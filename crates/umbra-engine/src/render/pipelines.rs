//! Bind-group layouts and per-(program, topology) render pipelines.

use std::collections::HashMap;

use crate::geometry::PrimitiveKind;
use crate::shading::{Attribute, DrawUniforms, ProgramKind, ProgramRegistry, ShaderError};

use super::targets::{DEPTH_FORMAT, SHADOW_FORMAT};
use super::RenderCtx;

// ── bind group layouts ────────────────────────────────────────────────────

/// Group 0 is the per-draw uniform block. Group 1 depends on the program:
/// texture maps for geometry/UI, G-buffer reads for shadow, G-buffer plus
/// shadow atlas for light.
pub(super) struct BindLayouts {
    pub uniforms: wgpu::BindGroupLayout,
    pub material: wgpu::BindGroupLayout,
    pub shadow: wgpu::BindGroupLayout,
    pub light: wgpu::BindGroupLayout,
}

impl BindLayouts {
    pub fn new(device: &wgpu::Device) -> Self {
        let uniforms = device.create_bind_group_layout(&wgpu::BindGroupLayoutDescriptor {
            label: Some("umbra uniforms bgl"),
            entries: &[wgpu::BindGroupLayoutEntry {
                binding: 0,
                visibility: wgpu::ShaderStages::VERTEX | wgpu::ShaderStages::FRAGMENT,
                ty: wgpu::BindingType::Buffer {
                    ty: wgpu::BufferBindingType::Uniform,
                    has_dynamic_offset: true,
                    min_binding_size: wgpu::BufferSize::new(DrawUniforms::SIZE),
                },
                count: None,
            }],
        });

        Self {
            uniforms,
            material: sampled_layout(device, "umbra material bgl", 4),
            shadow: sampled_layout(device, "umbra shadow bgl", 4),
            light: sampled_layout(device, "umbra light bgl", 5),
        }
    }

    pub fn group1(&self, kind: ProgramKind) -> &wgpu::BindGroupLayout {
        match kind {
            ProgramKind::Geometry | ProgramKind::Ui => &self.material,
            ProgramKind::Shadow => &self.shadow,
            ProgramKind::Light => &self.light,
        }
    }
}

/// Binding 0 sampler, bindings `1..=textures` filterable 2D textures.
fn sampled_layout(device: &wgpu::Device, label: &str, textures: u32) -> wgpu::BindGroupLayout {
    let mut entries = vec![wgpu::BindGroupLayoutEntry {
        binding: 0,
        visibility: wgpu::ShaderStages::FRAGMENT,
        ty: wgpu::BindingType::Sampler(wgpu::SamplerBindingType::Filtering),
        count: None,
    }];
    entries.extend((1..=textures).map(|binding| wgpu::BindGroupLayoutEntry {
        binding,
        visibility: wgpu::ShaderStages::FRAGMENT,
        ty: wgpu::BindingType::Texture {
            sample_type: wgpu::TextureSampleType::Float { filterable: true },
            view_dimension: wgpu::TextureViewDimension::D2,
            multisampled: false,
        },
        count: None,
    }));
    device.create_bind_group_layout(&wgpu::BindGroupLayoutDescriptor {
        label: Some(label),
        entries: &entries,
    })
}

// ── pipelines ─────────────────────────────────────────────────────────────

/// A pipeline and the attribute streams bound to its vertex buffer slots,
/// in slot order.
pub(super) struct PipelineEntry {
    pub pipeline: wgpu::RenderPipeline,
    pub streams: Vec<Attribute>,
}

/// Shader modules compiled once, and lazily built pipelines invalidated when
/// the surface format changes.
#[derive(Default)]
pub(super) struct PipelineCache {
    surface_format: Option<wgpu::TextureFormat>,
    modules: HashMap<ProgramKind, wgpu::ShaderModule>,
    pipelines: HashMap<(ProgramKind, PrimitiveKind), PipelineEntry>,
}

impl PipelineCache {
    /// Creates one module per program, failing with the compiler's errors.
    pub fn compile(&mut self, device: &wgpu::Device, programs: &ProgramRegistry) -> Result<(), ShaderError> {
        for kind in ProgramKind::ALL {
            let scope = device.push_error_scope(wgpu::ErrorFilter::Validation);
            let module = device.create_shader_module(wgpu::ShaderModuleDescriptor {
                label: Some(&format!("umbra {kind} shader")),
                source: wgpu::ShaderSource::Wgsl(programs.source(kind).module_source().into()),
            });
            let info = pollster::block_on(module.get_compilation_info());
            let validation = pollster::block_on(scope.pop());

            if let Some(log) = compile_errors(&info).or_else(|| validation.map(|e| e.to_string())) {
                log::error!("{kind} shader failed to compile:\n{log}");
                return Err(ShaderError::Compile { program: kind, log });
            }
            log::debug!("compiled {kind} shader");
            self.modules.insert(kind, module);
        }
        Ok(())
    }

    pub fn ensure(
        &mut self,
        ctx: &RenderCtx<'_>,
        layouts: &BindLayouts,
        programs: &ProgramRegistry,
        gbuffer_format: wgpu::TextureFormat,
        key: (ProgramKind, PrimitiveKind),
    ) {
        if self.surface_format != Some(ctx.surface_format) {
            self.pipelines.clear();
            self.surface_format = Some(ctx.surface_format);
        }
        if self.pipelines.contains_key(&key) {
            return;
        }

        let (kind, topology) = key;
        let Some(module) = self.modules.get(&kind) else {
            log::error!("{kind} shader was never compiled; draws skipped");
            return;
        };

        let layout = programs.layout(kind);
        let streams: Vec<Attribute> = layout.attributes().map(|(a, _)| a).collect();
        let attrs: Vec<[wgpu::VertexAttribute; 1]> = layout
            .attributes()
            .map(|(a, location)| {
                [wgpu::VertexAttribute {
                    format: vertex_format(a),
                    offset: 0,
                    shader_location: location,
                }]
            })
            .collect();
        let buffers: Vec<wgpu::VertexBufferLayout<'_>> = streams
            .iter()
            .zip(&attrs)
            .map(|(&a, attr)| wgpu::VertexBufferLayout {
                array_stride: stream_stride(a),
                step_mode: wgpu::VertexStepMode::Vertex,
                attributes: attr,
            })
            .collect();

        let pipeline_layout = ctx.device.create_pipeline_layout(&wgpu::PipelineLayoutDescriptor {
            label: Some(&format!("umbra {kind} pipeline layout")),
            bind_group_layouts: &[&layouts.uniforms, layouts.group1(kind)],
            immediate_size: 0,
        });

        let targets = color_targets(kind, ctx.surface_format, gbuffer_format);
        let pipeline = ctx.device.create_render_pipeline(&wgpu::RenderPipelineDescriptor {
            label: Some(&format!("umbra {kind} {topology} pipeline")),
            layout: Some(&pipeline_layout),

            vertex: wgpu::VertexState {
                module,
                entry_point: Some("vs_main"),
                compilation_options: Default::default(),
                buffers: &buffers,
            },

            fragment: Some(wgpu::FragmentState {
                module,
                entry_point: Some("fs_main"),
                compilation_options: Default::default(),
                targets: &targets,
            }),

            primitive: wgpu::PrimitiveState {
                topology: primitive_topology(topology),
                strip_index_format: None,
                front_face: wgpu::FrontFace::Ccw,
                cull_mode: None,
                polygon_mode: wgpu::PolygonMode::Fill,
                unclipped_depth: false,
                conservative: false,
            },

            depth_stencil: (kind == ProgramKind::Geometry).then(|| wgpu::DepthStencilState {
                format: DEPTH_FORMAT,
                depth_write_enabled: true,
                depth_compare: wgpu::CompareFunction::GreaterEqual,
                stencil: wgpu::StencilState::default(),
                bias: wgpu::DepthBiasState::default(),
            }),
            multisample: wgpu::MultisampleState::default(),
            multiview_mask: None,
            cache: None,
        });

        log::debug!("built {kind} pipeline for {topology}");
        self.pipelines.insert(key, PipelineEntry { pipeline, streams });
    }

    pub fn get(&self, key: (ProgramKind, PrimitiveKind)) -> Option<&PipelineEntry> {
        self.pipelines.get(&key)
    }
}

/// Error messages of a compilation, one per line with `line:column` when known.
fn compile_errors(info: &wgpu::CompilationInfo) -> Option<String> {
    let errors: Vec<String> = info
        .messages
        .iter()
        .filter(|m| m.message_type == wgpu::CompilationMessageType::Error)
        .map(|m| match m.location {
            Some(at) => format!("{}:{}: {}", at.line_number, at.line_position, m.message),
            None => m.message.clone(),
        })
        .collect();
    (!errors.is_empty()).then(|| errors.join("\n"))
}

pub(super) fn vertex_format(attribute: Attribute) -> wgpu::VertexFormat {
    match attribute {
        Attribute::Position => wgpu::VertexFormat::Float32x3,
        Attribute::TexCoord => wgpu::VertexFormat::Float32x2,
        Attribute::Colour => wgpu::VertexFormat::Float32x4,
    }
}

pub(super) fn stream_stride(attribute: Attribute) -> u64 {
    vertex_format(attribute).size()
}

pub(super) fn primitive_topology(kind: PrimitiveKind) -> wgpu::PrimitiveTopology {
    match kind {
        PrimitiveKind::Quad => wgpu::PrimitiveTopology::TriangleList,
        PrimitiveKind::Line => wgpu::PrimitiveTopology::LineList,
    }
}

fn additive_blend() -> wgpu::BlendState {
    let add = wgpu::BlendComponent {
        src_factor: wgpu::BlendFactor::One,
        dst_factor: wgpu::BlendFactor::One,
        operation: wgpu::BlendOperation::Add,
    };
    wgpu::BlendState { color: add, alpha: add }
}

/// Colour targets per program: four blended G-buffer targets for geometry,
/// the atlas for shadow, additive surface for light, alpha-blended surface for UI.
pub(super) fn color_targets(
    kind: ProgramKind,
    surface: wgpu::TextureFormat,
    gbuffer: wgpu::TextureFormat,
) -> Vec<Option<wgpu::ColorTargetState>> {
    let target = |format, blend| {
        Some(wgpu::ColorTargetState {
            format,
            blend,
            write_mask: wgpu::ColorWrites::ALL,
        })
    };
    match kind {
        ProgramKind::Geometry => vec![target(gbuffer, Some(wgpu::BlendState::ALPHA_BLENDING)); 4],
        ProgramKind::Shadow => vec![target(SHADOW_FORMAT, None)],
        ProgramKind::Light => vec![target(surface, Some(additive_blend()))],
        ProgramKind::Ui => vec![target(surface, Some(wgpu::BlendState::ALPHA_BLENDING))],
    }
}

#[cfg(test)]
mod tests {
    use super::*;

    fn message(message_type: wgpu::CompilationMessageType, line: u32, text: &str) -> wgpu::CompilationMessage {
        wgpu::CompilationMessage {
            message: text.to_owned(),
            message_type,
            location: Some(wgpu::SourceLocation { line_number: line, line_position: 5, offset: 0, length: 1 }),
        }
    }

    // ── compilation ───────────────────────────────────────────────────────

    #[test]
    fn compile_errors_keep_only_errors_with_positions() {
        use wgpu::CompilationMessageType as T;
        let info = wgpu::CompilationInfo {
            messages: vec![
                message(T::Warning, 3, "unused variable"),
                message(T::Error, 12, "unknown type `vec5`"),
                wgpu::CompilationMessage { message: "no entry point".into(), message_type: T::Error, location: None },
            ],
        };
        assert_eq!(compile_errors(&info).as_deref(), Some("12:5: unknown type `vec5`\nno entry point"));
    }

    #[test]
    fn warnings_alone_compile() {
        let info = wgpu::CompilationInfo {
            messages: vec![message(wgpu::CompilationMessageType::Warning, 1, "shadowed")],
        };
        assert_eq!(compile_errors(&info), None);
        assert_eq!(compile_errors(&wgpu::CompilationInfo { messages: vec![] }), None);
    }

    // ── layouts ───────────────────────────────────────────────────────────

    #[test]
    fn stream_strides_match_cpu_arrays() {
        assert_eq!(stream_stride(Attribute::Position), 12);
        assert_eq!(stream_stride(Attribute::TexCoord), 8);
        assert_eq!(stream_stride(Attribute::Colour), 16);
    }

    #[test]
    fn lines_use_line_list() {
        assert_eq!(primitive_topology(PrimitiveKind::Line), wgpu::PrimitiveTopology::LineList);
        assert_eq!(primitive_topology(PrimitiveKind::Quad), wgpu::PrimitiveTopology::TriangleList);
    }

    #[test]
    fn geometry_writes_four_gbuffer_targets() {
        let surface = wgpu::TextureFormat::Bgra8UnormSrgb;
        let gbuffer = wgpu::TextureFormat::Rgba16Float;
        let targets = color_targets(ProgramKind::Geometry, surface, gbuffer);
        assert_eq!(targets.len(), 4);
        assert!(targets.iter().flatten().all(|t| t.format == gbuffer));

        let light = color_targets(ProgramKind::Light, surface, gbuffer);
        assert_eq!(light[0].as_ref().map(|t| t.blend), Some(Some(additive_blend())));
    }
}
//! GPU rendering subsystem.
//!
//! [`DeferredRenderer`] encodes a frame recorded by
//! [`crate::frame::RenderContext`] with wgpu: geometry into the G-buffer,
//! per-light visibility into the shadow atlas, additive lighting onto the
//! surface, then the UI composite.
//!
//! Convention:
//! - CPU geometry is in pixels (bottom-left origin, +Y up).
//! - Vertex shaders convert to NDC using `screen_dimensions`.

mod ctx;
mod deferred;
mod error;
mod pipelines;
mod targets;
mod textures;

pub use ctx::{RenderCtx, RenderTarget};
pub use deferred::DeferredRenderer;
pub use error::TextureError;
pub use textures::TextureSet;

• WHAT TO WORK ON:
In the listing above, each line with the word "into" is to be copied out.

• EXERCISE RESULT:
                source: wgpu::ShaderSource::Wgsl(programs.source(kind).module_source().into()),
                wgpu::CompilationMessage { message: "no entry point".into(), message_type: T::Error, location: None },
//! [`crate::frame::RenderContext`] with wgpu: geometry into the G-buffer,
//! per-light visibility into the shadow atlas, additive lighting onto the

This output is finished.